REQUIRED WORK:
Only lines holding "that" are wanted; copy each of them from the records below.

Saved data entries:
···

use std::collections::{BTreeMap, VecDeque};
use std::fmt::{Display, Formatter};
use std::sync::{Arc, Mutex};
use std::time::Duration;

use futures::future::BoxFuture;

/// Minimal HTTP method set needed by provider clients.
#[derive(Debug, Clone, Copy, PartialEq, Eq)]
pub enum HttpMethod {
    Get,
    Post,
}

/// Authentication strategy applied to outgoing HTTP requests.
#[derive(Debug, Clone, PartialEq, Eq)]
pub enum HttpAuth {
    None,
    BearerToken(String),
    Header { name: String, value: String },
    /// Credential passed as a query parameter (`?key=...`).
    QueryParam { name: String, value: String },
}

impl HttpAuth {
    pub fn apply(&self, request: HttpRequest) -> HttpRequest {
        match self {
            Self::None => request,
            Self::BearerToken(token) => request.with_header("authorization", format!("Bearer {token}")),
            Self::Header { name, value } => request.with_header(name.as_str(), value.as_str()),
            Self::QueryParam { name, value } => request.with_query(name, value),
        }
    }
}

/// HTTP request envelope used by transport calls.
#[derive(Debug, Clone, PartialEq, Eq)]
pub struct HttpRequest {
    pub method: HttpMethod,
    pub url: String,
    pub headers: BTreeMap<String, String>,
    pub body: Option<String>,
    pub timeout_ms: u64,
}

impl HttpRequest {
    pub fn new(method: HttpMethod, url: impl Into<String>) -> Self {
        Self {
            method,
            url: url.into(),
            headers: BTreeMap::new(),
            body: None,
            timeout_ms: 3_000,
        }
    }

    pub fn get(url: impl Into<String>) -> Self {
        Self::new(HttpMethod::Get, url)
    }

    pub fn post(url: impl Into<String>) -> Self {
        Self::new(HttpMethod::Post, url)
    }

    pub fn with_header(mut self, name: impl Into<String>, value: impl Into<String>) -> Self {
        self.headers
            .insert(name.into().to_ascii_lowercase(), value.into());
        self
    }

    /// Append a percent-encoded query parameter to the URL.
    pub fn with_query(mut self, name: &str, value: &str) -> Self {
        let separator = if self.url.contains('?') { '&' } else { '?' };
        self.url = format!(
            "{}{separator}{}={}",
            self.url,
            urlencoding::encode(name),
            urlencoding::encode(value)
        );
        self
    }

    pub fn with_body(mut self, body: impl Into<String>) -> Self {
        self.body = Some(body.into());
        self
    }

    pub fn with_auth(self, auth: &HttpAuth) -> Self {
        auth.apply(self)
    }

    pub fn with_timeout_ms(mut self, timeout_ms: u64) -> Self {
        self.timeout_ms = timeout_ms;
        self
    }

    pub fn timeout(&self) -> Duration {
        Duration::from_millis(self.timeout_ms.max(1))
    }
}

/// HTTP response envelope returned by a transport.
#[derive(Debug, Clone, PartialEq, Eq)]
pub struct HttpResponse {
    pub status: u16,
    pub body: String,
}

impl HttpResponse {
    pub fn new(status: u16, body: impl Into<String>) -> Self {
        Self {
            status,
            body: body.into(),
        }
    }

    pub fn ok_json(body: impl Into<String>) -> Self {
        Self::new(200, body)
    }

    pub const fn is_success(&self) -> bool {
        self.status >= 200 && self.status < 300
    }
}

/// Category of a transport-level failure.
#[derive(Debug, Clone, Copy, PartialEq, Eq)]
pub enum HttpErrorKind {
    /// Connection refused, reset, or DNS failure.
    Connect,
    /// Connect, read, or write timeout.
    Timeout,
    /// The response body could not be read to the end.
    Body,
    /// Request could not be built or sent for another reason.
    Other,
}

/// Transport-level HTTP error.
#[derive(Debug, Clone, PartialEq, Eq)]
pub struct HttpError {
    kind: HttpErrorKind,
    message: String,
}

impl HttpError {
    pub fn new(kind: HttpErrorKind, message: impl Into<String>) -> Self {
        Self {
            kind,
            message: message.into(),
        }
    }

    pub fn connect(message: impl Into<String>) -> Self {
        Self::new(HttpErrorKind::Connect, message)
    }

    pub fn timeout(message: impl Into<String>) -> Self {
        Self::new(HttpErrorKind::Timeout, message)
    }

    pub fn other(message: impl Into<String>) -> Self {
        Self::new(HttpErrorKind::Other, message)
    }

    pub const fn kind(&self) -> HttpErrorKind {
        self.kind
    }

    pub fn message(&self) -> &str {
        &self.message
    }
}

impl Display for HttpError {
    fn fmt(&self, f: &mut Formatter<'_>) -> std::fmt::Result {
        f.write_str(&self.message)
    }
}

impl std::error::Error for HttpError {}

/// Non-blocking transport contract.
pub trait HttpClient: Send + Sync {
    fn execute<'a>(&'a self, request: HttpRequest) -> BoxFuture<'a, Result<HttpResponse, HttpError>>;
}

/// Hook that rewrites a request before it reaches the transport.
pub trait RequestInterceptor: Send + Sync {
    fn intercept(&self, request: HttpRequest) -> Result<HttpRequest, HttpError>;
}

impl RequestInterceptor for HttpAuth {
    fn intercept(&self, request: HttpRequest) -> Result<HttpRequest, HttpError> {
        Ok(self.apply(request))
    }
}

/// Supplies a currently valid access token.
///
/// Token refresh lives behind this trait; the client layer only asks for a token.
pub trait TokenSource: Send + Sync {
    fn access_token(&self) -> Result<String, HttpError>;
}

/// Adds `Authorization: Bearer <token>` from a [`TokenSource`] on every request.
pub struct BearerTokenInterceptor {
    tokens: Arc<dyn TokenSource>,
}

impl BearerTokenInterceptor {
    pub fn new(tokens: Arc<dyn TokenSource>) -> Self {
        Self { tokens }
    }
}

impl RequestInterceptor for BearerTokenInterceptor {
    fn intercept(&self, request: HttpRequest) -> Result<HttpRequest, HttpError> {
        let token = self.tokens.access_token()?;
        Ok(request.with_auth(&HttpAuth::BearerToken(token)))
    }
}

/// Transport decorator that runs an interceptor chain in order.
pub struct InterceptedHttpClient {
    inner: Arc<dyn HttpClient>,
    chain: Vec<Arc<dyn RequestInterceptor>>,
}

impl InterceptedHttpClient {
    pub fn new(inner: Arc<dyn HttpClient>) -> Self {
        Self {
            inner,
            chain: Vec::new(),
        }
    }

    pub fn with_interceptor(mut self, interceptor: Arc<dyn RequestInterceptor>) -> Self {
        self.chain.push(interceptor);
        self
    }
}

impl HttpClient for InterceptedHttpClient {
    fn execute<'a>(&'a self, request: HttpRequest) -> BoxFuture<'a, Result<HttpResponse, HttpError>> {
        Box::pin(async move {
            let mut request = request;
            for interceptor in &self.chain {
                request = interceptor.intercept(request)?;
            }
            self.inner.execute(request).await
        })
    }
}

/// Timeouts and identity for the production transport.
#[derive(Debug, Clone, PartialEq, Eq)]
pub struct TransportConfig {
    pub user_agent: String,
    pub connect_timeout_ms: u64,
    pub read_timeout_ms: u64,
}

impl Default for TransportConfig {
    fn default() -> Self {
        Self {
            user_agent: format!("laddertrack/{}", env!("CARGO_PKG_VERSION")),
            connect_timeout_ms: 5_000,
            read_timeout_ms: 30_000,
        }
    }
}

/// Production HTTP client backed by a pooled `reqwest::Client`.
#[derive(Debug, Clone)]
pub struct ReqwestHttpClient {
    client: reqwest::Client,
}

impl ReqwestHttpClient {
    /// Build a client with gzip enabled and the configured timeouts.
    pub fn new(config: &TransportConfig) -> Result<Self, HttpError> {
        let client = reqwest::Client::builder()
            .user_agent(config.user_agent.as_str())
            .gzip(true)
            .connect_timeout(Duration::from_millis(config.connect_timeout_ms))
            .read_timeout(Duration::from_millis(config.read_timeout_ms))
            .build()
            .map_err(|error| HttpError::other(format!("failed to build http client: {error}")))?;
        Ok(Self { client })
    }

    pub fn with_client(client: reqwest::Client) -> Self {
        Self { client }
    }
}

impl HttpClient for ReqwestHttpClient {
    fn execute<'a>(&'a self, request: HttpRequest) -> BoxFuture<'a, Result<HttpResponse, HttpError>> {
        Box::pin(async move {
            let mut builder = match request.method {
                HttpMethod::Get => self.client.get(&request.url),
                HttpMethod::Post => self.client.post(&request.url),
            };

            for (name, value) in &request.headers {
                builder = builder.header(name, value);
            }

            builder = builder.timeout(request.timeout());

            if let Some(body) = request.body {
                builder = builder.body(body);
            }

            let response = builder.send().await.map_err(classify_reqwest_error)?;

            let status = response.status().as_u16();
            let body = response.text().await.map_err(|error| {
                if error.is_timeout() {
                    HttpError::timeout(format!("response body timed out: {error}"))
                } else {
                    HttpError::new(
                        HttpErrorKind::Body,
                        format!("failed to read response body: {error}"),
                    )
                }
            })?;

            Ok(HttpResponse { status, body })
        })
    }
}

fn classify_reqwest_error(error: reqwest::Error) -> HttpError {
    if error.is_timeout() {
        HttpError::timeout(format!("request timeout: {error}"))
    } else if error.is_connect() {
        HttpError::connect(format!("connection failed: {error}"))
    } else if error.is_body() || error.is_decode() {
        HttpError::new(HttpErrorKind::Body, format!("body error: {error}"))
    } else {
        HttpError::other(format!("request failed: {error}"))
    }
}

/// In-memory transport that replays a queue of canned results.
///
/// Every executed request is recorded. Once the script runs out the transport answers
/// with a connection error.
#[derive(Debug, Default)]
pub struct ScriptedHttpClient {
    script: Mutex<VecDeque<Result<HttpResponse, HttpError>>>,
    seen: Mutex<Vec<HttpRequest>>,
    latency: Option<Duration>,
}

impl ScriptedHttpClient {
    pub fn new(script: impl IntoIterator<Item = Result<HttpResponse, HttpError>>) -> Self {
        Self {
            script: Mutex::new(script.into_iter().collect()),
            seen: Mutex::new(Vec::new()),
            latency: None,
        }
    }

    /// Delay every answer, useful to exercise timeouts and cancellation.
    pub fn with_latency(mut self, latency: Duration) -> Self {
        self.latency = Some(latency);
        self
    }

    pub fn push(&self, result: Result<HttpResponse, HttpError>) {
        self.script
            .lock()
            .expect("scripted transport lock is not poisoned")
            .push_back(result);
    }

    pub fn requests(&self) -> Vec<HttpRequest> {
        self.seen
            .lock()
            .expect("scripted transport lock is not poisoned")
            .clone()
    }

    pub fn call_count(&self) -> usize {
        self.seen
            .lock()
            .expect("scripted transport lock is not poisoned")
            .len()
    }
}

impl HttpClient for ScriptedHttpClient {
    fn execute<'a>(&'a self, request: HttpRequest) -> BoxFuture<'a, Result<HttpResponse, HttpError>> {
        Box::pin(async move {
            self.seen
                .lock()
                .expect("scripted transport lock is not poisoned")
                .push(request);

            if let Some(latency) = self.latency {
                tokio::time::sleep(latency).await;
            }

            self.script
                .lock()
                .expect("scripted transport lock is not poisoned")
                .pop_front()
                .unwrap_or_else(|| Err(HttpError::connect("script exhausted")))
        })
    }
}

/// Transport answering each request with a closure, for request-dependent fakes.
pub struct FnHttpClient<F> {
    handler: F,
}

impl<F> FnHttpClient<F>
where
    F: Fn(&HttpRequest) -> Result<HttpResponse, HttpError> + Send + Sync,
{
    pub fn new(handler: F) -> Self {
        Self { handler }
    }
}

impl<F> HttpClient for FnHttpClient<F>
where
    F: Fn(&HttpRequest) -> Result<HttpResponse, HttpError> + Send + Sync,
{
    fn execute<'a>(&'a self, request: HttpRequest) -> BoxFuture<'a, Result<HttpResponse, HttpError>> {
        let result = (self.handler)(&request);
        Box::pin(async move { result })
    }
}

#[cfg(test)]
mod tests {
    use super::*;

    struct StaticToken;

    impl TokenSource for StaticToken {
        fn access_token(&self) -> Result<String, HttpError> {
            Ok(String::from("token-123"))
        }
    }

    #[test]
    fn bearer_auth_populates_authorization_header() {
        let request = HttpRequest::get("https://eu.api.blizzard.com/sc2/ladder/season/2")
            .with_auth(&HttpAuth::BearerToken(String::from("token-123")));

        assert_eq!(
            request.headers.get("authorization").map(String::as_str),
            Some("Bearer token-123")
        );
    }

    #[test]
    fn query_auth_is_percent_encoded() {
        let request = HttpRequest::get("https://aligulac.com/api/v1/player/?format=json")
            .with_auth(&HttpAuth::QueryParam {
                name: String::from("apikey"),
                value: String::from("a b&c"),
            });

        assert_eq!(
            request.url,
            "https://aligulac.com/api/v1/player/?format=json&apikey=a%20b%26c"
        );
    }

    #[tokio::test]
    async fn interceptor_chain_runs_before_transport() {
        let scripted = Arc::new(ScriptedHttpClient::new([Ok(HttpResponse::ok_json("{}"))]));
        let client = InterceptedHttpClient::new(scripted.clone())
            .with_interceptor(Arc::new(BearerTokenInterceptor::new(Arc::new(StaticToken))))
            .with_interceptor(Arc::new(HttpAuth::Header {
                name: String::from("Client-Id"),
                value: String::from("abc"),
            }));

        client
            .execute(HttpRequest::get("https://api.twitch.tv/helix/users"))
            .await
            .expect("response");

        let seen = scripted.requests();
        assert_eq!(seen.len(), 1);
        assert_eq!(
            seen[0].headers.get("authorization").map(String::as_str),
            Some("Bearer token-123")
        );
        assert_eq!(seen[0].headers.get("client-id").map(String::as_str), Some("abc"));
    }

    #[tokio::test]
    async fn scripted_transport_fails_once_exhausted() {
        let client = ScriptedHttpClient::new([Ok(HttpResponse::new(503, ""))]);

        let first = client.execute(HttpRequest::get("https://x.test")).await;
        assert_eq!(first.map(|response| response.status), Ok(503));

        let second = client
            .execute(HttpRequest::get("https://x.test"))
            .await
            .expect_err("exhausted");
        assert_eq!(second.kind(), HttpErrorKind::Connect);
        assert_eq!(client.call_count(), 2);
    }
}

···

RESULT OF THIS EXERCISE:
/// Hook that rewrites a request before it reaches the transport.
/// Transport decorator that runs an interceptor chain in order.
/// In-memory transport that replays a queue of canned results.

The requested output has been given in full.